INSTRUCTIONS TO FOLLOW.
Each line that includes the word "match" should be copied from the records.

EXERCISE DATA.
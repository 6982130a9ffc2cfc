//! In-memory implementation of [`ActorInfoAccessor`].
//!
//! Completions always run on a spawned tokio task, never inline, so callers
//! see the same continuation behaviour as with a remote store.

use std::collections::{BTreeMap, HashMap, HashSet};
use std::sync::Arc;
use std::sync::atomic::{AtomicBool, AtomicUsize, Ordering};

use actordir_core::{
    ActorCheckpointData, ActorCheckpointIdData, ActorId, ActorTableData, CheckpointId, Error,
    Status,
};
use parking_lot::RwLock;
use tokio::runtime::Handle;
use tokio::sync::Notify;
use tracing::{debug, trace};

use crate::store::{
    ActorInfoAccessor, MultiItemCallback, OptionalItemCallback, Rejected, StatusCallback,
    Submitted,
};

/// Default bound on in-flight operations before submissions are refused.
pub const DEFAULT_MAX_PENDING_OPERATIONS: usize = 10_000;

/// Default number of checkpoints retained per actor.
pub const DEFAULT_MAX_CHECKPOINTS_PER_ACTOR: usize = 20;

#[derive(Default)]
struct Tables {
    actors: RwLock<BTreeMap<ActorId, ActorTableData>>,
    checkpoint_ids: RwLock<HashMap<ActorId, ActorCheckpointIdData>>,
    checkpoints: RwLock<HashMap<(ActorId, CheckpointId), ActorCheckpointData>>,
    /// Evicted checkpoint keys. Their ids stay taken.
    retired: RwLock<HashSet<(ActorId, CheckpointId)>>,
}

struct Inner {
    tables: Tables,
    pending: AtomicUsize,
    drained: Notify,
    closed: AtomicBool,
    max_pending_operations: usize,
    max_checkpoints_per_actor: usize,
}

impl Inner {
    fn release(&self) {
        if self.pending.fetch_sub(1, Ordering::SeqCst) == 1 {
            self.drained.notify_waiters();
        }
    }
}

/// Holds one in-flight slot until the completion has returned or unwound.
struct InFlight(Arc<Inner>);

impl Drop for InFlight {
    fn drop(&mut self) {
        self.0.release();
    }
}

/// In-memory actor metadata store.
#[derive(Clone)]
pub struct InMemoryActorStore {
    inner: Arc<Inner>,
    runtime: Handle,
}

impl InMemoryActorStore {
    /// Create a store whose completions run on `runtime`.
    #[must_use]
    pub fn new(runtime: Handle) -> Self {
        Self::build(
            runtime,
            DEFAULT_MAX_PENDING_OPERATIONS,
            DEFAULT_MAX_CHECKPOINTS_PER_ACTOR,
        )
    }

    /// Create a store with explicit in-flight and checkpoint retention limits.
    ///
    /// # Errors
    ///
    /// Returns [`Error::InvalidConfig`] if either limit is 0.
    pub fn with_limits(
        runtime: Handle,
        max_pending_operations: usize,
        max_checkpoints_per_actor: usize,
    ) -> Result<Self, Error> {
        if max_pending_operations == 0 {
            return Err(Error::invalid_config(
                "max_pending_operations must be greater than 0",
            ));
        }
        if max_checkpoints_per_actor == 0 {
            return Err(Error::invalid_config(
                "max_checkpoints_per_actor must be greater than 0",
            ));
        }
        Ok(Self::build(
            runtime,
            max_pending_operations,
            max_checkpoints_per_actor,
        ))
    }

    fn build(
        runtime: Handle,
        max_pending_operations: usize,
        max_checkpoints_per_actor: usize,
    ) -> Self {
        Self {
            inner: Arc::new(Inner {
                tables: Tables::default(),
                pending: AtomicUsize::new(0),
                drained: Notify::new(),
                closed: AtomicBool::new(false),
                max_pending_operations,
                max_checkpoints_per_actor,
            }),
            runtime,
        }
    }

    /// Refuse all further submissions.
    pub fn close(&self) {
        self.inner.closed.store(true, Ordering::SeqCst);
        debug!("Actor store closed");
    }

    /// Number of actor records held.
    #[must_use]
    pub fn actor_count(&self) -> usize {
        self.inner.tables.actors.read().len()
    }

    /// Number of accepted operations whose completion has not returned yet.
    #[must_use]
    pub fn pending_operations(&self) -> usize {
        self.inner.pending.load(Ordering::SeqCst)
    }

    /// Wait until every accepted operation has completed.
    ///
    /// Call after [`InMemoryActorStore::close`]; otherwise new submissions
    /// can keep this waiting.
    pub async fn drain(&self) {
        loop {
            let drained = self.inner.drained.notified();
            tokio::pin!(drained);
            drained.as_mut().enable();
            let in_flight = self.pending_operations();
            if in_flight == 0 {
                return;
            }
            trace!(in_flight, "Waiting for store operations to complete");
            drained.await;
        }
    }

    fn submit<C, F>(&self, operation: &'static str, callback: C, work: F) -> Submitted<C>
    where
        C: Send + 'static,
        F: FnOnce(&Tables, usize, C) + Send + 'static,
    {
        // Count first so a concurrent drain after close cannot miss this one.
        let in_flight = self.inner.pending.fetch_add(1, Ordering::SeqCst);
        if self.inner.closed.load(Ordering::SeqCst) {
            self.inner.release();
            return Err(Rejected {
                status: Status::unavailable("actor store is closed"),
                callback,
            });
        }
        if in_flight >= self.inner.max_pending_operations {
            self.inner.release();
            return Err(Rejected {
                status: Status::unavailable(format!(
                    "too many pending operations ({in_flight})"
                )),
                callback,
            });
        }

        trace!(operation, in_flight, "Submitting store operation");
        let slot = InFlight(Arc::clone(&self.inner));
        self.runtime.spawn(async move {
            let inner = &slot.0;
            work(&inner.tables, inner.max_checkpoints_per_actor, callback);
        });
        Ok(())
    }
}

impl Tables {
    fn put_actor(&self, actor_id: ActorId, data: &ActorTableData) -> Status {
        self.actors.write().insert(actor_id, data.clone());
        Status::ok()
    }

    fn get_actor(&self, actor_id: &ActorId) -> (Status, Option<ActorTableData>) {
        match self.actors.read().get(actor_id).cloned() {
            Some(data) => (Status::ok(), Some(data)),
            None => (
                Status::not_found(format!("Actor {actor_id} is not in the actor table.")),
                None,
            ),
        }
    }

    fn add_checkpoint(&self, data: &ActorCheckpointData, keep: usize) -> Status {
        let key = (data.actor_id, data.checkpoint_id);
        let mut checkpoint_ids = self.checkpoint_ids.write();
        let mut checkpoints = self.checkpoints.write();
        let mut retired = self.retired.write();

        if checkpoints.contains_key(&key) || retired.contains(&key) {
            return Status::already_exists(format!(
                "Checkpoint {} of actor {} already exists.",
                data.checkpoint_id, data.actor_id
            ));
        }

        checkpoints.insert(key, data.clone());
        let evicted = checkpoint_ids
            .entry(data.actor_id)
            .or_insert_with(|| ActorCheckpointIdData::new(data.actor_id))
            .push_bounded(data.checkpoint_id, data.timestamp, keep);
        for checkpoint_id in evicted {
            let evicted_key = (data.actor_id, checkpoint_id);
            checkpoints.remove(&evicted_key);
            retired.insert(evicted_key);
            debug!(
                actor_id = %data.actor_id,
                checkpoint_id = %checkpoint_id,
                "Evicted old actor checkpoint"
            );
        }
        Status::ok()
    }

    fn get_checkpoint(
        &self,
        checkpoint_id: &CheckpointId,
        actor_id: &ActorId,
    ) -> (Status, Option<ActorCheckpointData>) {
        match self.checkpoints.read().get(&(*actor_id, *checkpoint_id)).cloned() {
            Some(data) => (Status::ok(), Some(data)),
            None => (
                Status::not_found(format!(
                    "Checkpoint {checkpoint_id} of actor {actor_id} was not found."
                )),
                None,
            ),
        }
    }

    fn get_checkpoint_ids(&self, actor_id: &ActorId) -> (Status, Option<ActorCheckpointIdData>) {
        match self.checkpoint_ids.read().get(actor_id).cloned() {
            Some(data) => (Status::ok(), Some(data)),
            None => (
                Status::not_found(format!("Actor {actor_id} has no checkpoints.")),
                None,
            ),
        }
    }
}

impl ActorInfoAccessor for InMemoryActorStore {
    fn async_get(
        &self,
        actor_id: &ActorId,
        callback: OptionalItemCallback<ActorTableData>,
    ) -> Submitted<OptionalItemCallback<ActorTableData>> {
        let actor_id = *actor_id;
        self.submit("get", callback, move |tables, _, callback| {
            let (status, data) = tables.get_actor(&actor_id);
            callback(status, data);
        })
    }

    fn async_get_all(
        &self,
        callback: MultiItemCallback<ActorTableData>,
    ) -> Submitted<MultiItemCallback<ActorTableData>> {
        self.submit("get_all", callback, |tables, _, callback| {
            let all: Vec<ActorTableData> = tables.actors.read().values().cloned().collect();
            callback(Status::ok(), all);
        })
    }

    fn async_register(
        &self,
        data: Arc<ActorTableData>,
        callback: StatusCallback,
    ) -> Submitted<StatusCallback> {
        self.submit("register", callback, move |tables, _, callback| {
            callback(tables.put_actor(data.actor_id, &data));
        })
    }

    fn async_update(
        &self,
        actor_id: &ActorId,
        data: Arc<ActorTableData>,
        callback: StatusCallback,
    ) -> Submitted<StatusCallback> {
        let actor_id = *actor_id;
        self.submit("update", callback, move |tables, _, callback| {
            callback(tables.put_actor(actor_id, &data));
        })
    }

    fn async_add_checkpoint(
        &self,
        data: Arc<ActorCheckpointData>,
        callback: StatusCallback,
    ) -> Submitted<StatusCallback> {
        self.submit("add_checkpoint", callback, move |tables, keep, callback| {
            callback(tables.add_checkpoint(&data, keep));
        })
    }

    fn async_get_checkpoint(
        &self,
        checkpoint_id: &CheckpointId,
        actor_id: &ActorId,
        callback: OptionalItemCallback<ActorCheckpointData>,
    ) -> Submitted<OptionalItemCallback<ActorCheckpointData>> {
        let (checkpoint_id, actor_id) = (*checkpoint_id, *actor_id);
        self.submit("get_checkpoint", callback, move |tables, _, callback| {
            let (status, data) = tables.get_checkpoint(&checkpoint_id, &actor_id);
            callback(status, data);
        })
    }

    fn async_get_checkpoint_id(
        &self,
        actor_id: &ActorId,
        callback: OptionalItemCallback<ActorCheckpointIdData>,
    ) -> Submitted<OptionalItemCallback<ActorCheckpointIdData>> {
        let actor_id = *actor_id;
        self.submit("get_checkpoint_id", callback, move |tables, _, callback| {
            let (status, data) = tables.get_checkpoint_ids(&actor_id);
            callback(status, data);
        })
    }
}
#[cfg(test)]
#[allow(clippy::expect_used, clippy::unwrap_used)]
mod tests {
    use super::*;
    use crate::manager::{LocalActorManager, NameIndex};
    use crate::memory::InMemoryActorStore;
    use crate::reply::reply_channel;
    use actordir_core::{JobId, StatusCode, TaskId, TaskSpec};
    use actordir_events::PubSub;
    use tokio::runtime::Handle;

    type Handler =
        DefaultActorInfoHandler<InMemoryActorStore, LocalActorManager<InMemoryActorStore>, PubSub>;

    fn handler() -> (Handler, Arc<PubSub>) {
        let store = Arc::new(InMemoryActorStore::new(Handle::current()));
        let manager = Arc::new(LocalActorManager::new(Arc::clone(&store)));
        let bus = Arc::new(PubSub::new());
        (
            DefaultActorInfoHandler::new(store, manager, Arc::clone(&bus)),
            bus,
        )
    }

    // ==========================================================================
    // CreateActor BEHAVIORAL TESTS
    // ==========================================================================

    #[tokio::test]
    async fn should_create_actor_through_manager() {
        let (handler, _bus) = handler();
        let task_spec =
            TaskSpec::actor_creation(JobId::from_int(1), TaskId::nil(), 0).with_actor_name("svc");
        let (tx, rx) = reply_channel();

        handler.handle_create_actor(CreateActorRequest { task_spec }, tx);

        assert!(rx.recv().await.unwrap().status.is_ok());
        assert!(handler.manager().lookup_id_by_name("svc").is_some());
    }

    #[tokio::test]
    async fn should_reply_with_manager_rejection() {
        let (handler, _bus) = handler();
        let mut task_spec = TaskSpec::actor_creation(JobId::from_int(1), TaskId::nil(), 0);
        task_spec.actor_creation = None;
        let (tx, rx) = reply_channel();

        handler.handle_create_actor(CreateActorRequest { task_spec }, tx);

        let reply = rx.recv().await.unwrap();
        assert_eq!(reply.status.code(), StatusCode::Invalid);
    }

    #[tokio::test]
    #[should_panic(expected = "contract violation")]
    async fn should_panic_on_non_creation_task() {
        let (handler, _bus) = handler();
        let task_spec = TaskSpec::default();
        let (tx, _rx) = reply_channel();

        handler.handle_create_actor(CreateActorRequest { task_spec }, tx);
    }

    // ==========================================================================
    // Lookup BEHAVIORAL TESTS
    // ==========================================================================

    #[tokio::test]
    async fn should_reply_ok_with_empty_payload_for_unknown_id() {
        let (handler, _bus) = handler();
        let actor_id = ActorId::of(JobId::from_int(1), TaskId::nil(), 42);
        let (tx, rx) = reply_channel();

        handler.handle_get_actor_info(GetActorInfoRequest { actor_id }, tx);

        let reply = rx.recv().await.unwrap();
        assert!(reply.status.is_ok());
        assert!(reply.payload.actor_table_data.is_none());
    }

    #[tokio::test]
    async fn should_reply_not_found_for_unknown_name() {
        let (handler, _bus) = handler();
        let (tx, rx) = reply_channel();

        handler.handle_get_named_actor_info(
            GetNamedActorInfoRequest {
                name: "bob".to_string(),
            },
            tx,
        );

        let reply = rx.recv().await.unwrap();
        assert_eq!(reply.status.code(), StatusCode::NotFound);
        assert!(reply.status.message().contains("bob"));
    }

    // ==========================================================================
    // Mutation BEHAVIORAL TESTS
    // ==========================================================================

    #[tokio::test]
    async fn should_publish_registered_record_under_hex_id() {
        let (handler, bus) = handler();
        let mut sub = bus.subscribe();
        let data = ActorTableData::new(ActorId::of(JobId::from_int(2), TaskId::nil(), 0));
        let (tx, rx) = reply_channel();

        handler.handle_register_actor_info(
            RegisterActorInfoRequest {
                actor_table_data: data.clone(),
            },
            tx,
        );

        assert!(rx.recv().await.unwrap().status.is_ok());
        let notification = sub.try_recv().unwrap().unwrap();
        assert_eq!(notification.channel, Channel::ACTOR);
        assert_eq!(notification.key, data.actor_id.hex());
        assert_eq!(ActorTableData::from_bytes(&notification.payload).unwrap(), data);
    }

    #[tokio::test]
    async fn should_not_publish_when_store_rejects() {
        let (handler, bus) = handler();
        handler.store().close();
        let data = ActorTableData::new(ActorId::of(JobId::from_int(2), TaskId::nil(), 0));
        let (tx, rx) = reply_channel();

        handler.handle_update_actor_info(
            UpdateActorInfoRequest {
                actor_id: data.actor_id,
                actor_table_data: data,
            },
            tx,
        );

        let reply = rx.recv().await.unwrap();
        assert_eq!(reply.status.code(), StatusCode::Unavailable);
        assert_eq!(bus.published_count(), 0);
    }

    // ==========================================================================
    // Checkpoint BEHAVIORAL TESTS
    // ==========================================================================

    #[tokio::test]
    async fn should_reply_not_found_for_unknown_checkpoint() {
        let (handler, _bus) = handler();
        let (tx, rx) = reply_channel();

        handler.handle_get_actor_checkpoint(
            GetActorCheckpointRequest {
                actor_id: ActorId::of(JobId::from_int(1), TaskId::nil(), 0),
                checkpoint_id: actordir_core::CheckpointId::from_random(),
            },
            tx,
        );

        let reply = rx.recv().await.unwrap();
        assert_eq!(reply.status.code(), StatusCode::NotFound);
        assert!(reply.payload.checkpoint_data.is_none());
    }
}
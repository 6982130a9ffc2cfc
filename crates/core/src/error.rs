//! Core error types for actor directory operations.
//!
//! These are runtime failures of the library surface (decoding, configuration,
//! reply delivery). Request outcomes travel as [`Status`] values instead, and
//! caller contract violations go through [`crate::contract`].

use std::path::PathBuf;

use thiserror::Error;

use crate::status::Status;

/// Core error type for actor directory operations.
#[derive(Debug, Error)]
pub enum Error {
    // Identifier errors
    #[error("invalid {kind} id: {reason}")]
    InvalidId { kind: &'static str, reason: String },

    // Codec errors
    #[error("failed to encode record: {reason}")]
    EncodeFailed { reason: String },

    #[error("failed to decode record: {reason}")]
    DecodeFailed { reason: String },

    // Configuration errors
    #[error("failed to read file '{path}': {reason}")]
    FileReadFailed { path: PathBuf, reason: String },

    #[error("TOML parse error: {reason}")]
    TomlParseFailed { reason: String },

    #[error("invalid configuration: {reason}")]
    InvalidConfig { reason: String },

    // Request errors
    #[error("reply channel closed before a reply was sent")]
    ReplyChannelClosed,

    #[error("request failed with {0}")]
    Status(Status),
}

impl Error {
    /// Create an invalid identifier error.
    pub fn invalid_id(kind: &'static str, reason: impl Into<String>) -> Self {
        Self::InvalidId {
            kind,
            reason: reason.into(),
        }
    }

    /// Create an encode error.
    pub fn encode_failed(reason: impl Into<String>) -> Self {
        Self::EncodeFailed {
            reason: reason.into(),
        }
    }

    /// Create a decode error.
    pub fn decode_failed(reason: impl Into<String>) -> Self {
        Self::DecodeFailed {
            reason: reason.into(),
        }
    }

    /// Create a file read error.
    pub fn file_read_failed(path: impl Into<PathBuf>, reason: impl Into<String>) -> Self {
        Self::FileReadFailed {
            path: path.into(),
            reason: reason.into(),
        }
    }

    /// Create a TOML parse error.
    pub fn toml_parse_failed(reason: impl Into<String>) -> Self {
        Self::TomlParseFailed {
            reason: reason.into(),
        }
    }

    /// Create an invalid configuration error.
    pub fn invalid_config(reason: impl Into<String>) -> Self {
        Self::InvalidConfig {
            reason: reason.into(),
        }
    }
}

impl From<Status> for Error {
    fn from(status: Status) -> Self {
        Self::Status(status)
    }
}
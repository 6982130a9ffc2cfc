//! Actor directory service.
//!
//! - **Store**: the asynchronous actor metadata store contract and an
//!   in-memory implementation
//! - **Manager**: actor creation and name resolution
//! - **Handler**: the nine inbound operations, each answered exactly once
//! - **Client**: awaitable in-process access to a handler
//! - **Config/Node**: TOML configuration and a fully wired directory
//!
//! # Example
//!
//! ```ignore
//! use actordir_service::{DirectoryConfig, DirectoryNode};
//!
//! let node = DirectoryNode::new(&DirectoryConfig::default(), Handle::current())?;
//! let mut actors = node.bus().subscribe();
//!
//! let reply = node.client().register_actor_info(request).await?;
//! assert!(reply.status.is_ok());
//! let notification = actors.recv().await?;
//! ```

#![deny(clippy::unwrap_used)]
#![deny(clippy::expect_used)]

pub mod client;
pub mod config;
pub mod handler;
pub mod manager;
pub mod memory;
pub mod node;
pub mod reply;
pub mod store;

pub use client::ActorDirectoryClient;
pub use config::DirectoryConfig;
pub use handler::{ActorInfoHandler, DefaultActorInfoHandler};
pub use manager::{ActorManager, LocalActorManager, NameIndex, RegisterActorCallback};
pub use memory::InMemoryActorStore;
pub use node::DirectoryNode;
pub use reply::{Reply, ReplyReceiver, ReplySender, reply_channel};
pub use store::{
    ActorInfoAccessor, Completion, MultiItemCallback, OptionalItemCallback, Rejected,
    StatusCallback, Submitted, complete_rejected,
};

WORKED SOLUTION.
        match self.actors.read().get(actor_id).cloned() {
        match self.checkpoints.read().get(&(*actor_id, *checkpoint_id)).cloned() {
        match self.checkpoint_ids.read().get(actor_id).cloned() {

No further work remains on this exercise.